Dataset entries
*** Begin section ***

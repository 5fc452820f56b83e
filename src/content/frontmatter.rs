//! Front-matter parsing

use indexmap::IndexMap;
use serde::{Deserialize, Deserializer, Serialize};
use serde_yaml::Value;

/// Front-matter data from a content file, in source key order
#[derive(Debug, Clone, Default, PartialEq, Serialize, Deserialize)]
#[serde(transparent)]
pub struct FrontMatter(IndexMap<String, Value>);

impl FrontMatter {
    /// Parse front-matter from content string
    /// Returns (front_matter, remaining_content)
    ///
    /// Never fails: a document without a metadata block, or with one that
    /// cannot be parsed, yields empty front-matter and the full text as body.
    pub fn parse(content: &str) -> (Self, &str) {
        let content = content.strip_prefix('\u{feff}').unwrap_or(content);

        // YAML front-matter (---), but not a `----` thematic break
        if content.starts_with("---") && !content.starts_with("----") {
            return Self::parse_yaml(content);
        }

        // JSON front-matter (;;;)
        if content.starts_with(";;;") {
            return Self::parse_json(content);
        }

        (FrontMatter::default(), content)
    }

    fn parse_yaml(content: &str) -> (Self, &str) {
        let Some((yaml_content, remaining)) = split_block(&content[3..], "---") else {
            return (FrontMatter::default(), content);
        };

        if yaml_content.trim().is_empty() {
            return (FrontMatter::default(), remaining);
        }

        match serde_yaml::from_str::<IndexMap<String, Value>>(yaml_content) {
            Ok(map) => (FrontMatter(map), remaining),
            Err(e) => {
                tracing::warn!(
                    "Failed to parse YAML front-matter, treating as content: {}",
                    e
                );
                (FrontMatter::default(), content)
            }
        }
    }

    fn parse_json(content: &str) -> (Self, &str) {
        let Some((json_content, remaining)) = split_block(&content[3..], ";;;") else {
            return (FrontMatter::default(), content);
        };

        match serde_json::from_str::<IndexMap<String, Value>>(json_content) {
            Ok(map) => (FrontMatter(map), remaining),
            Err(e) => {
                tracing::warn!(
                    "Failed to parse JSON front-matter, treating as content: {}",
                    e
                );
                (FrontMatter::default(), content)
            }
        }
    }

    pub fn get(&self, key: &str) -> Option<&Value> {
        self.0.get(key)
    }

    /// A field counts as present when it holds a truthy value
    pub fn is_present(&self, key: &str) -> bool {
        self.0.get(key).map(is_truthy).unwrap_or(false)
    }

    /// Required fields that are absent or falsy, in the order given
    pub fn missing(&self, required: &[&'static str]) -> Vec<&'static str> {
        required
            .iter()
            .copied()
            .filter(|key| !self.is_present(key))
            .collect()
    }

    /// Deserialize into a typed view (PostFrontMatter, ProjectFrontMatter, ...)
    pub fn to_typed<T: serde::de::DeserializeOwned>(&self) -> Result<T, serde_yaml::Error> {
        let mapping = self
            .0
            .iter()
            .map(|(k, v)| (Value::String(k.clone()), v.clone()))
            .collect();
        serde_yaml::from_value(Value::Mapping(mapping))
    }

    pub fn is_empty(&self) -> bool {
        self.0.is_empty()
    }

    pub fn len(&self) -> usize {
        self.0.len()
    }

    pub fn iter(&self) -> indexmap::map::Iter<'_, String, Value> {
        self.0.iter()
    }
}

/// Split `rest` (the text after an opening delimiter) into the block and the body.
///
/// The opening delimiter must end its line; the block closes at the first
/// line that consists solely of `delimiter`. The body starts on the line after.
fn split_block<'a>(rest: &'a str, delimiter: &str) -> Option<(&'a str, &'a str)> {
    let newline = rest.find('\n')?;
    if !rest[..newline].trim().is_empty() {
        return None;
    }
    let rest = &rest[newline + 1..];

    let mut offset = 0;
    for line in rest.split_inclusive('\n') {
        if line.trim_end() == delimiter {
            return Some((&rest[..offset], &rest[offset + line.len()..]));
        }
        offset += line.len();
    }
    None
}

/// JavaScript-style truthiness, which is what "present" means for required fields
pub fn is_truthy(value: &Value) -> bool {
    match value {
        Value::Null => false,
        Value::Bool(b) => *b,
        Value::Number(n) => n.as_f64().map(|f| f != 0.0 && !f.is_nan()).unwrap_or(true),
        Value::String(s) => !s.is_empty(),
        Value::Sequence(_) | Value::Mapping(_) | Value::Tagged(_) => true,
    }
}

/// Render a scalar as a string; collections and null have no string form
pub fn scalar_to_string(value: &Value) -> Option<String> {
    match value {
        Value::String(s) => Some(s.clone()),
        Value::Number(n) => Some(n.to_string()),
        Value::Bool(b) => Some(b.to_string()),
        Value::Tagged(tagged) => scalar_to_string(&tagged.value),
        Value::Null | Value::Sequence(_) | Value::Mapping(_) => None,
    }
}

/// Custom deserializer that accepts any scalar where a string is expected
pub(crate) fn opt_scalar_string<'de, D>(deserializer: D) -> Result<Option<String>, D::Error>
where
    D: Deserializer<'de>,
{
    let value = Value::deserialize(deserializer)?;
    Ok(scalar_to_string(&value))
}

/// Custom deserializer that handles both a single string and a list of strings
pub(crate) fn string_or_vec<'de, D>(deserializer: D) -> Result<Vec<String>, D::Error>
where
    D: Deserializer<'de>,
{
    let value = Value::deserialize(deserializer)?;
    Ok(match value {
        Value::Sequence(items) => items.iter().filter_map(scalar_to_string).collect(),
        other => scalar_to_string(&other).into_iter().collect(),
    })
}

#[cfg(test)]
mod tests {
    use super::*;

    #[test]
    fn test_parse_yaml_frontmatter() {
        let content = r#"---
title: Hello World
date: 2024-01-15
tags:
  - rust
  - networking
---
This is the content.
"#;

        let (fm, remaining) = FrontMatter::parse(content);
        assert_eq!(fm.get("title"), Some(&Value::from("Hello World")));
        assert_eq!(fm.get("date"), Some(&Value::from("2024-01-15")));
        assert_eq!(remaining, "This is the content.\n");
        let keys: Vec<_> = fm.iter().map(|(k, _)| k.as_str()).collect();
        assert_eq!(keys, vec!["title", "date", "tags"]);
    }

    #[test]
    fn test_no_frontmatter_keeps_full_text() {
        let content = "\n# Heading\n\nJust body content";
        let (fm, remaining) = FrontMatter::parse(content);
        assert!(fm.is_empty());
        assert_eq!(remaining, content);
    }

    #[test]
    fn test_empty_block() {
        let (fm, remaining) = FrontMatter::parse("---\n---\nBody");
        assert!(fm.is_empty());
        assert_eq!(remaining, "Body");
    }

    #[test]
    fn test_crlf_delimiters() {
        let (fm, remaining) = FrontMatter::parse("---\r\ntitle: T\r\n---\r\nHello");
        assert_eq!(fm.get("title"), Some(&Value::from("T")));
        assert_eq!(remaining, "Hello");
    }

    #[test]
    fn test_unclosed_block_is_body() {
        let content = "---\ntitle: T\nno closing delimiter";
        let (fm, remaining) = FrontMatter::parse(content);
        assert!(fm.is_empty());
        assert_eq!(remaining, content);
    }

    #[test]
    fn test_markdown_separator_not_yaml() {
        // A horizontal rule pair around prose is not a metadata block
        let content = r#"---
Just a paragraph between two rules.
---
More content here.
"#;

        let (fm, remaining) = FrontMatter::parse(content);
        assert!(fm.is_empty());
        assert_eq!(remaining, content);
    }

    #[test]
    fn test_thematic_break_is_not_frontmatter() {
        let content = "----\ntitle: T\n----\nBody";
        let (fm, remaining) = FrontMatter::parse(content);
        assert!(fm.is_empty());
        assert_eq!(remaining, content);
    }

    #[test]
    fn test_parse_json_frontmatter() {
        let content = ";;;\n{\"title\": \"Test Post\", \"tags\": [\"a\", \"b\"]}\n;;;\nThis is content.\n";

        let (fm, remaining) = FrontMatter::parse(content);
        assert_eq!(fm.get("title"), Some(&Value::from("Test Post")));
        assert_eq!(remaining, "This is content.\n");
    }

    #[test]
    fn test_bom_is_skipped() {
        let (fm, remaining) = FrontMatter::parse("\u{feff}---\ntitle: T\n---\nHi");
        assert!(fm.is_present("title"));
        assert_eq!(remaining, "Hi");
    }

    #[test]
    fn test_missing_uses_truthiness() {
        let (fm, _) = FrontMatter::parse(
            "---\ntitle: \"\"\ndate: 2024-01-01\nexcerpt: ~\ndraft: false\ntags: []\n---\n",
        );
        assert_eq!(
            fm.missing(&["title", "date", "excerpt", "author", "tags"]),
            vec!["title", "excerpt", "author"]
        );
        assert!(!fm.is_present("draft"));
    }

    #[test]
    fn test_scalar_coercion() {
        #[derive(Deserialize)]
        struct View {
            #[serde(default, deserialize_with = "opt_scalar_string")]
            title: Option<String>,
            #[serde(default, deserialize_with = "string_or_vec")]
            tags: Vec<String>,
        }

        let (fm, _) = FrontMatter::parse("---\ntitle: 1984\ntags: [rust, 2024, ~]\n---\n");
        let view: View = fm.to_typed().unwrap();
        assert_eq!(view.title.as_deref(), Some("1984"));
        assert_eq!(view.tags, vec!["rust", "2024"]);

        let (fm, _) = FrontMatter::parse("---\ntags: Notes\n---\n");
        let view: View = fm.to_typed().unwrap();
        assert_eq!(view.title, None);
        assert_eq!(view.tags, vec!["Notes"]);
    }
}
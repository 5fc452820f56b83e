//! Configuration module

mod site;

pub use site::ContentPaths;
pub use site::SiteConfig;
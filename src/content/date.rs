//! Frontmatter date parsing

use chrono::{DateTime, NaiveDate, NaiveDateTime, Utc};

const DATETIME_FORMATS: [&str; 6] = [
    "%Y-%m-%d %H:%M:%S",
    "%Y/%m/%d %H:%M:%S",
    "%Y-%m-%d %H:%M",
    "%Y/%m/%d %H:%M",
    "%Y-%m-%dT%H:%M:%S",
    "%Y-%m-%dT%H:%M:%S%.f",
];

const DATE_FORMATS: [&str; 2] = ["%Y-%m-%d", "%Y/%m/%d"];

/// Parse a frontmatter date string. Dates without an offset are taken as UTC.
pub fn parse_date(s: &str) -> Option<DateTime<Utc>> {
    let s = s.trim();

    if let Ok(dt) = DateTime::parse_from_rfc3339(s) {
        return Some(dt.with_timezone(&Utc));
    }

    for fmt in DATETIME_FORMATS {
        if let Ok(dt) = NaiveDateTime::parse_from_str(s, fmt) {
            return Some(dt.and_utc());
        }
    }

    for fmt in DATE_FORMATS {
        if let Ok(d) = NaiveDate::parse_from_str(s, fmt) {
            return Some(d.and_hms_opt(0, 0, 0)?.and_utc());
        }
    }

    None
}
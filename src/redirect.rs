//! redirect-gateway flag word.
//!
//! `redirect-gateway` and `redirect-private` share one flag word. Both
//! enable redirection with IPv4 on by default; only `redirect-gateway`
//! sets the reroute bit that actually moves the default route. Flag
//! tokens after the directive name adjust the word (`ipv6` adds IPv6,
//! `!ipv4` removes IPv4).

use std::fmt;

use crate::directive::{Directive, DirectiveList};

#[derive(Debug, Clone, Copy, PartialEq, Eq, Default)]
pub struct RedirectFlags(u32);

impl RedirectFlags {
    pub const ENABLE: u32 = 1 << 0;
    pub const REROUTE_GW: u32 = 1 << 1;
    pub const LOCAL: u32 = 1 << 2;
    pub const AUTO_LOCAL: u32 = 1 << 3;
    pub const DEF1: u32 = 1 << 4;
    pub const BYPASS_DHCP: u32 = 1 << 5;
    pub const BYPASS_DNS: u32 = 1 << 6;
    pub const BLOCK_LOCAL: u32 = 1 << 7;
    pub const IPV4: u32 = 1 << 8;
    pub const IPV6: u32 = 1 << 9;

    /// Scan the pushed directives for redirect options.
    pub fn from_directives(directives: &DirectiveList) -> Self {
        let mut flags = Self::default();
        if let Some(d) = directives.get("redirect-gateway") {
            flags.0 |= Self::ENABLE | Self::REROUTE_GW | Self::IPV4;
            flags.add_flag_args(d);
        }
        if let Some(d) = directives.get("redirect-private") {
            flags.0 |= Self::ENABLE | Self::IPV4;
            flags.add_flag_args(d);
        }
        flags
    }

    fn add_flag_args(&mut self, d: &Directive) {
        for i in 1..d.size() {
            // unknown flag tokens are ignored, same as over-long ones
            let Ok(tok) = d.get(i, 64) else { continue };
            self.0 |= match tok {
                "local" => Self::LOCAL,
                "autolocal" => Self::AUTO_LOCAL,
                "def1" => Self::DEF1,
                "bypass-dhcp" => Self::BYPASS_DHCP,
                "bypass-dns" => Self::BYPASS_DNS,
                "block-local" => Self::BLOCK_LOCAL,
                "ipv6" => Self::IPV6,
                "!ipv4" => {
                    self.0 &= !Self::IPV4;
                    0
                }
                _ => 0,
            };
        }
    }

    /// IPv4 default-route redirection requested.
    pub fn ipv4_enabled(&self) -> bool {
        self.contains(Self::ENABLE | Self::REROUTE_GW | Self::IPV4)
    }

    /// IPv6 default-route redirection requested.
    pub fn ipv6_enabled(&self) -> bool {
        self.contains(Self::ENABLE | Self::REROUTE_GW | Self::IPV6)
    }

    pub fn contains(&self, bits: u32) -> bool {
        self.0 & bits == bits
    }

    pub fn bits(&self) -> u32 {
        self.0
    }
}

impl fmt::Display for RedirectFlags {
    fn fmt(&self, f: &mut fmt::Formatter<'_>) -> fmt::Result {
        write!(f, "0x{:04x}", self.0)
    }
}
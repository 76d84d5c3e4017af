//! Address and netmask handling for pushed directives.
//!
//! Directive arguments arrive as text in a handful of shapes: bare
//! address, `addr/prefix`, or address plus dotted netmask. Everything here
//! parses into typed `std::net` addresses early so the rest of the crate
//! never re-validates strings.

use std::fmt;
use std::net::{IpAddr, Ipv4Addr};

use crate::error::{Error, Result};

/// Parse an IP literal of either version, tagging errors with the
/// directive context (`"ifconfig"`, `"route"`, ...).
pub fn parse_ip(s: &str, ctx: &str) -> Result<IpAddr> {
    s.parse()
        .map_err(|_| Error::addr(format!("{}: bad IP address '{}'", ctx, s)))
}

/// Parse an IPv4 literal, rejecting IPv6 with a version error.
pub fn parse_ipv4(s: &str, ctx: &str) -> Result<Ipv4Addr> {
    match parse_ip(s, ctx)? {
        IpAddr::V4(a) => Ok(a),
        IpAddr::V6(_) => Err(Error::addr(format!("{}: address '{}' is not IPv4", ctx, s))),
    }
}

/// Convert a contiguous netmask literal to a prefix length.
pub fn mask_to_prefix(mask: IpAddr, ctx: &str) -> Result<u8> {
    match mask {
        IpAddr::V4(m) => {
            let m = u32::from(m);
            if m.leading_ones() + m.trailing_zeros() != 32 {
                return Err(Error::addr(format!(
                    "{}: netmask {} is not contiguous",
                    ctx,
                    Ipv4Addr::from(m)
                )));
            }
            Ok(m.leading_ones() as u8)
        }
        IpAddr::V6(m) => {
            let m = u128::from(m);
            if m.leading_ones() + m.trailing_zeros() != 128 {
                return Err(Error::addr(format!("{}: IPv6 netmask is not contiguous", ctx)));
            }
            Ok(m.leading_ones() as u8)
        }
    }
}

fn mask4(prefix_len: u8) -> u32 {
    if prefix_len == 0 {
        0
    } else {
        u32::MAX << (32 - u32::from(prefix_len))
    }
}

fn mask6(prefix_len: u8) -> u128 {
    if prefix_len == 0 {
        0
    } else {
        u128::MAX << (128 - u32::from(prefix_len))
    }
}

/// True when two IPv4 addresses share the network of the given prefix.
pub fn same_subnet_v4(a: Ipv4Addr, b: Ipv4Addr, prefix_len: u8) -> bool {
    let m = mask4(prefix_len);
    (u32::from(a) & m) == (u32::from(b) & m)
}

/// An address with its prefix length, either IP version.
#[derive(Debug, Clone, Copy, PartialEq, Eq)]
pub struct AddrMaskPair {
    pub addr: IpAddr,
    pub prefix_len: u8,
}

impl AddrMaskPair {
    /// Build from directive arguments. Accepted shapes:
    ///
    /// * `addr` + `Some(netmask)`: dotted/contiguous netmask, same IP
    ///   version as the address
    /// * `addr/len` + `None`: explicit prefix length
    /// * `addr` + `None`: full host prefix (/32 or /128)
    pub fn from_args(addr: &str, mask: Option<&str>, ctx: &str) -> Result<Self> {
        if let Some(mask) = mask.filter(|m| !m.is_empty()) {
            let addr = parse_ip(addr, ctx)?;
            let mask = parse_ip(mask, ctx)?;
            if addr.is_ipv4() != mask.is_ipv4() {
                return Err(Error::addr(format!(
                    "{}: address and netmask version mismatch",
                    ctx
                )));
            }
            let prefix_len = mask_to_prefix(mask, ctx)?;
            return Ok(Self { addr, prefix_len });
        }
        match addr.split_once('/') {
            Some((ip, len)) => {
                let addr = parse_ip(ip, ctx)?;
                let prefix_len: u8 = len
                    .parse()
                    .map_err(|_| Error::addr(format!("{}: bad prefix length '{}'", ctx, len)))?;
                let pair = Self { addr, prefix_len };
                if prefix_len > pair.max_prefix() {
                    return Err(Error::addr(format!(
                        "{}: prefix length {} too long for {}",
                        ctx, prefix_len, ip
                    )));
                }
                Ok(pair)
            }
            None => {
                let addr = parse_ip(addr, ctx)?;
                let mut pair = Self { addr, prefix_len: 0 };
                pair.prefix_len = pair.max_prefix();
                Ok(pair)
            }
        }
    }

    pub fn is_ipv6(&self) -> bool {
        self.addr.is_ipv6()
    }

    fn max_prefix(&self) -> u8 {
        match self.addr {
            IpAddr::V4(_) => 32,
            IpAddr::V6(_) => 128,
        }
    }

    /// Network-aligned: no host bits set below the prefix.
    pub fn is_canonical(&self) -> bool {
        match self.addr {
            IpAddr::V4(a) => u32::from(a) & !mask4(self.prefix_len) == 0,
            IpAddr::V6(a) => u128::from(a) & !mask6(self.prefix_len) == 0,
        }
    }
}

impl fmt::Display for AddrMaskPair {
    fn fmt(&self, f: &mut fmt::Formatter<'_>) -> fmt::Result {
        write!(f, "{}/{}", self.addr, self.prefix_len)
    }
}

*** End section ***

What the exercise asks
Every line above carrying the word "contains" needs to be shown.

Worked solution
        self.contains(Self::ENABLE | Self::REROUTE_GW | Self::IPV4)
        self.contains(Self::ENABLE | Self::REROUTE_GW | Self::IPV6)
    pub fn contains(&self, bits: u32) -> bool {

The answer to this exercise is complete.